LISBOA PRECISA de ir ao dentista; está cariada por tudo o que é sítio. É uma boca desgraçada com uma dentadura desdentada. A odontologia é como o algodão: não engana. Já lhe implantaram duas pontes, mas precisa de uma terceira. Só que não há euros; e os que vai havendo são cada vez mais caros e raros. A sabedoria popular não é de meios-termos: quem não tem dinheiro, não tem vícios. A capital não tem dinheiro, mas tem vícios. E cáries.

E qual é o objecto destas mal alinhavadas linhas? Trata-se da saga dos prédios tristes. Logo no início de quem sobre a Domingos Sequeira, a caminho da Ferreira Borges, entrando em Campo de Ourique, à direita há um exemplar incontornável do propósito que me anima, no caso presente, me desanima. É o fantasma vivo do que foi o Cinema Paris. Utilizo já a palavra vergonha, fazendo o aviso de que ela seria repetitiva ao longo de todo o texto. Daí que tenha a intenção de não a repetir, tantas vezes teria de a usar. Tantos e tamanhos são os crimes urbanístico-alfacinhas, que a partir de agora só com o Dicionário de Sinónimos.

O amarelo sujo da fachada apodrecida tenta esconder a estrumeira no interior.
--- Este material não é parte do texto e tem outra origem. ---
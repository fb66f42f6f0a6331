//! HTTPクライアントのテスト（mockito サーバ相手）

use mockito::Matcher;
use phenotype_match::error::MatchError;
use phenotype_match::scanner::QueryImage;
use phenotype_match::signals::{
    EmbeddingClient, EmbeddingSource, LandmarkClient, LandmarkSource, VisionClient, VisionSource,
};
use phenotype_match_common::{Error as CommonError, LandmarkPoint};
use serde_json::json;

fn query_image() -> QueryImage {
    QueryImage::from_jpeg_bytes("face.jpg", vec![0xFF, 0xD8, 0xFF, 0xE0])
}

// =============================================
// 埋め込み
// =============================================

#[tokio::test]
async fn test_embedding_success() {
    let mut server = mockito::Server::new_async().await;
    let mock = server
        .mock("POST", "/embed")
        .match_body(Matcher::PartialJson(json!({"mimeType": "image/jpeg"})))
        .with_status(200)
        .with_header("content-type", "application/json")
        .with_body(json!({"embedding": [0.1, 0.2, 0.3, 0.4]}).to_string())
        .create_async()
        .await;

    let client = EmbeddingClient::new(&format!("{}/embed", server.url()), 4).unwrap();
    let embedding = client.embed(&query_image()).await.unwrap();

    assert_eq!(embedding.dim(), 4);
    mock.assert_async().await;
}

#[tokio::test]
async fn test_embedding_wrong_dimension_is_hard_error() {
    let mut server = mockito::Server::new_async().await;
    server
        .mock("POST", "/embed")
        .with_status(200)
        .with_header("content-type", "application/json")
        .with_body(json!({"embedding": [0.1, 0.2, 0.3]}).to_string())
        .create_async()
        .await;

    let client = EmbeddingClient::new(&format!("{}/embed", server.url()), 512).unwrap();
    let err = client.embed(&query_image()).await.unwrap_err();

    assert!(matches!(
        err,
        MatchError::InvalidEmbeddingShape { expected: 512, actual: 3 }
    ));
    assert!(!err.is_signal_absent());
}

#[tokio::test]
async fn test_embedding_overflowing_value_is_hard_error() {
    let mut server = mockito::Server::new_async().await;
    server
        .mock("POST", "/embed")
        .with_status(200)
        .with_header("content-type", "application/json")
        .with_body(r#"{"embedding": [1e39, 0.0, 0.0, 0.0]}"#)
        .create_async()
        .await;

    let client = EmbeddingClient::new(&format!("{}/embed", server.url()), 4).unwrap();
    let err = client.embed(&query_image()).await.unwrap_err();

    assert!(matches!(
        err,
        MatchError::Common(CommonError::NonFiniteEmbedding { index: 0 })
    ));
    assert!(!err.is_signal_absent());
}

#[tokio::test]
async fn test_embedding_server_error() {
    let mut server = mockito::Server::new_async().await;
    server
        .mock("POST", "/embed")
        .with_status(503)
        .create_async()
        .await;

    let client = EmbeddingClient::new(&format!("{}/embed", server.url()), 4).unwrap();
    let err = client.embed(&query_image()).await.unwrap_err();

    assert!(matches!(err, MatchError::EmbeddingServiceUnavailable(_)));
    assert!(err.is_signal_absent());
}

#[tokio::test]
async fn test_embedding_connection_refused() {
    // 予約済みポート（接続先なし）
    let client = EmbeddingClient::new("http://127.0.0.1:9/embed", 4).unwrap();
    let err = client.embed(&query_image()).await.unwrap_err();
    assert!(matches!(err, MatchError::EmbeddingServiceUnavailable(_)));
}

// =============================================
// ランドマーク
// =============================================

#[tokio::test]
async fn test_landmarks_first_face() {
    let mut server = mockito::Server::new_async().await;
    server
        .mock("POST", "/landmarks")
        .with_status(200)
        .with_header("content-type", "application/json")
        .with_body(
            json!({
                "faces": [
                    {"landmarks": {
                        "noseTip": {"x": 0.5, "y": 0.5, "z": 0.1},
                        "menton": {"x": 0.5, "y": 0.9},
                        "unknownPoint": {"x": 0.0, "y": 0.0}
                    }},
                    {"landmarks": {"noseTip": {"x": 0.1, "y": 0.1}}}
                ]
            })
            .to_string(),
        )
        .create_async()
        .await;

    let client = LandmarkClient::new(&format!("{}/landmarks", server.url())).unwrap();
    let landmarks = client.detect(&query_image()).await.unwrap();

    assert_eq!(landmarks.len(), 2);
    let nose = landmarks.get(LandmarkPoint::NoseTip).unwrap();
    assert_eq!(nose.x, 0.5);
    assert_eq!(landmarks.get(LandmarkPoint::Menton).unwrap().z, 0.0);
}

#[tokio::test]
async fn test_landmarks_no_face() {
    let mut server = mockito::Server::new_async().await;
    server
        .mock("POST", "/landmarks")
        .with_status(200)
        .with_header("content-type", "application/json")
        .with_body(r#"{"faces": []}"#)
        .create_async()
        .await;

    let client = LandmarkClient::new(&format!("{}/landmarks", server.url())).unwrap();
    let err = client.detect(&query_image()).await.unwrap_err();

    assert!(matches!(err, MatchError::NoFaceDetected));
    assert!(err.is_signal_absent());
}

// =============================================
// Vision
// =============================================

fn gemini_body(text: &str) -> String {
    json!({
        "candidates": [
            {"content": {"parts": [{"text": text}]}}
        ]
    })
    .to_string()
}

#[tokio::test]
async fn test_vision_success() {
    let mut server = mockito::Server::new_async().await;
    let text = r#"{"analysis": "narrow face", "primary_region": "Northern Europe",
        "matches": [
            {"phenotype": "Nordid", "confidence": 82, "reasoning": "tall narrow face"},
            {"name": "Alpinid", "confidence": "40%"}
        ]}"#;
    let mock = server
        .mock("POST", "/models/test-model:generateContent")
        .match_query(Matcher::UrlEncoded("key".into(), "secret".into()))
        .match_body(Matcher::PartialJson(json!({
            "generationConfig": {"responseMimeType": "application/json"}
        })))
        .with_status(200)
        .with_header("content-type", "application/json")
        .with_body(gemini_body(text))
        .create_async()
        .await;

    let client = VisionClient::new(
        &format!("{}/models/", server.url()),
        "test-model",
        "secret".into(),
    )
    .unwrap();
    let verdict = client
        .classify(&query_image(), &["Nordid", "Alpinid", "Dinarid"], 5)
        .await
        .unwrap();

    mock.assert_async().await;
    assert_eq!(verdict.analysis, "narrow face");
    assert_eq!(verdict.primary_region.as_deref(), Some("Northern Europe"));
    assert_eq!(verdict.matches.len(), 2);
    assert_eq!(verdict.matches[0].name, "Nordid");
    assert_eq!(verdict.matches[1].confidence, 40.0);
}

#[tokio::test]
async fn test_vision_truncated_response_is_repaired() {
    let mut server = mockito::Server::new_async().await;
    let text = r#"{"analysis": "ok", "matches": [{"phenotype": "Nordid", "confidence": 70}, {"phenotype": "Alpi"#;
    server
        .mock("POST", "/models/m:generateContent")
        .match_query(Matcher::Any)
        .with_status(200)
        .with_header("content-type", "application/json")
        .with_body(gemini_body(text))
        .create_async()
        .await;

    let client = VisionClient::new(&format!("{}/models", server.url()), "m", "k".into()).unwrap();
    let verdict = client
        .classify(&query_image(), &["Nordid", "Alpinid"], 5)
        .await
        .unwrap();

    assert_eq!(verdict.matches.len(), 1);
    assert_eq!(verdict.matches[0].name, "Nordid");
}

#[tokio::test]
async fn test_vision_empty_response() {
    let mut server = mockito::Server::new_async().await;
    server
        .mock("POST", "/models/m:generateContent")
        .match_query(Matcher::Any)
        .with_status(200)
        .with_header("content-type", "application/json")
        .with_body(r#"{"candidates": []}"#)
        .create_async()
        .await;

    let client = VisionClient::new(&format!("{}/models", server.url()), "m", "k".into()).unwrap();
    let err = client.classify(&query_image(), &["Nordid"], 5).await.unwrap_err();

    assert!(matches!(err, MatchError::NoResponse));
    assert!(err.is_signal_absent());
}

#[tokio::test]
async fn test_vision_garbage_is_malformed() {
    let mut server = mockito::Server::new_async().await;
    server
        .mock("POST", "/models/m:generateContent")
        .match_query(Matcher::Any)
        .with_status(200)
        .with_header("content-type", "application/json")
        .with_body(gemini_body("I cannot help with that."))
        .create_async()
        .await;

    let client = VisionClient::new(&format!("{}/models", server.url()), "m", "k".into()).unwrap();
    let err = client.classify(&query_image(), &["Nordid"], 5).await.unwrap_err();

    assert!(matches!(err, MatchError::MalformedJson(_)));
    assert!(err.is_signal_absent());
}

#[tokio::test]
async fn test_vision_http_error() {
    let mut server = mockito::Server::new_async().await;
    server
        .mock("POST", "/models/m:generateContent")
        .match_query(Matcher::Any)
        .with_status(429)
        .with_body("quota exceeded")
        .create_async()
        .await;

    let client = VisionClient::new(&format!("{}/models", server.url()), "m", "k".into()).unwrap();
    let err = client.classify(&query_image(), &["Nordid"], 5).await.unwrap_err();

    assert!(matches!(err, MatchError::VisionServiceUnavailable(_)));
}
É só merda, o que por ali abunda. Porque tudo o que é submundo, tudo o que sem abrigo, tudo o que é drogado ali satisfaz as necessidades fisiológicas, um verdadeiro reino de dejectos. Envolvendo o infeliz há tapumes repintados de cartazes os mais diversos, desde os espectáculos de circo, até às orações a São Judas Tadeu. E grafiti; mal pareceria se não existissem em tal local.

Está devoluto há mais de uma vintena de anos. Em 2008, a Câmara, timidamente, mandou um buldozer e uns quantos operários para retirar o entulho e o resto. Debalde. Bastaram uns quinze dias para tudo voltar ao mesmo, incluindo as varejeiras. Há um alerta de ameaça, apesar do escoramento, o edifício pode ruir. De cansaço de estar em pé, muitos já caíram. Mais um, menos um…
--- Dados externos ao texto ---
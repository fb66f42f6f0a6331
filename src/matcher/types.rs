use phenotype_match_common::{MatchResult, MeasurementSet};
use serde::{Deserialize, Serialize};
use std::path::PathBuf;

/// シグナルごとの取得結果
#[derive(Debug, Clone, PartialEq, Eq, Serialize, Deserialize)]
#[serde(tag = "status", rename_all = "camelCase")]
pub enum SignalStatus {
    Present,
    Absent { reason: String },
}

impl SignalStatus {
    pub fn absent(reason: impl Into<String>) -> Self {
        SignalStatus::Absent {
            reason: reason.into(),
        }
    }

    pub fn is_present(&self) -> bool {
        matches!(self, SignalStatus::Present)
    }
}

#[derive(Debug, Clone, PartialEq, Eq, Serialize, Deserialize)]
#[serde(rename_all = "camelCase")]
pub struct SignalReport {
    pub landmarks: SignalStatus,
    pub embedding: SignalStatus,
    pub vision: SignalStatus,
}

/// 1枚の照合結果
#[derive(Debug, Clone, Serialize, Deserialize)]
#[serde(rename_all = "camelCase")]
pub struct MatchReport {
    pub image: String,
    pub image_digest: String,
    /// RFC 3339
    pub generated_at: String,
    pub signals: SignalReport,
    #[serde(default, skip_serializing_if = "Option::is_none")]
    pub query_measurements: Option<MeasurementSet>,
    #[serde(default, skip_serializing_if = "Option::is_none")]
    pub vision_analysis: Option<String>,
    #[serde(default, skip_serializing_if = "Option::is_none")]
    pub primary_region: Option<String>,
    #[serde(default)]
    pub unmatched_vision_labels: Vec<String>,
    /// 切り詰め前の採点済み候補数
    pub scored_candidates: usize,
    pub results: Vec<MatchResult>,
}

/// フォルダ一括照合の1件分
#[derive(Debug, Clone, Serialize, Deserialize)]
#[serde(rename_all = "camelCase")]
pub struct BatchEntry {
    pub path: PathBuf,
    #[serde(default, skip_serializing_if = "Option::is_none")]
    pub report: Option<MatchReport>,
    #[serde(default, skip_serializing_if = "Option::is_none")]
    pub error: Option<String>,
}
O bairro é, de resto, zona de mais prédios decrépitos. De janelas e portas entaipadas a tijolo, de frontarias esburacadas, de vidraças estilhaçadas. Não é, infelizmente, o único. Bem pelo contrário. Volto atrás no percurso. Que não é, de forma nenhuma, passeio; é uma coisa bem diferente. Consulto o dicionário, como avisei antes. Opróbrio deve servir. É, por conseguinte, uma forma de opróbrio.

Madragoa e a própria Lapa têm muitas. Esta última é um bairro fino, de tias a estacionar em cima dos carris dos eléctricos na Rua de Buenos Aires, lado a lado, conversando de carro para carro com os guarda-freios a olhar e os passageiros a protestar. Pois por ambos os bairros o que não falta são casas em ruínas. Onde se acoitam os mais diversos representantes das desgraças.
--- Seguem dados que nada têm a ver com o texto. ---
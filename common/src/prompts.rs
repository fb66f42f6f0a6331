//! プロンプト生成モジュール
//!
//! Vision LLM に候補ラベル一覧と topK を渡し、厳密なJSONで返させる。

/// Vision 分類プロンプト生成
///
/// # Arguments
/// * `candidate_labels` - カタログの候補名（この中からのみ選ばせる）
/// * `top_k` - 返させる最大件数（0 なら件数制限なし）
pub fn build_vision_prompt(candidate_labels: &[&str], top_k: usize) -> String {
    let labels = candidate_labels.join(" | ");
    let limit = if top_k > 0 {
        format!("Return at most {} matches", top_k)
    } else {
        "Return every label that applies".to_string()
    };

    format!(
        r#"You are an expert physical anthropologist. Study the face in the attached photo and decide which of the candidate phenotype labels it resembles most.

## Candidate labels (choose ONLY from this list, spelled exactly as written)
{labels}

## Output format (strict JSON object, nothing else)
{{
  "analysis": "short objective description of the visible facial features",
  "primary_region": "broad geographic region most consistent with the features",
  "matches": [
    {{
      "phenotype": "one label from the candidate list",
      "confidence": 0-100,
      "reasoning": "which visible features support this label",
      "rank": 1
    }}
  ]
}}

## Rules
- {limit}, ordered from most to least likely
- confidence is a number between 0 and 100
- Describe only what is visible; do not guess identity
- Output the JSON object only. No markdown, no commentary"#
    )
}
Descendo a Santos, continua a saga. E pelo Calvário, e por Alcântara, e pelo Dafundo, e pelo Lumiar e por toda a parte. O centro da cidade não escapa. Basta sair do Marquês do Pombal e logo na Fontes Pereira de Melo há um quarteirão delas. Que esteve anos tapado por uma cobertura enorme onde se lia o número de prédios… recuperados pela CML e que hoje está pintalgado de desenhos mais ou menos abstractos, uma anedota.

Na Avenida da Liberdade, na Avenida da República, no Saldanha, na Graça, no Bairro das Colónias, em Sapadores, na cidade inteira e arredores é um formigueiro de alvenaria morto. Aqui e além ponteado por gente de passagem, sem eira nem beira, nem pé de figueira, nem muda de roupa de baixo. O rol estende-se aos arredores, eu sei. E pelo País fora. Em todo o Mundo deve haver disto. No Brasil é o que se conhece.
Mas, Lisboa, a bem ou a mal, é a minha terra, porra! Quando ainda se consegue abrir num sorriso, o que se vê é uma dentadura com muitas teclas pretas; demasiadas. Vendo bem: será caso para dentista ou para um afinador de pianos?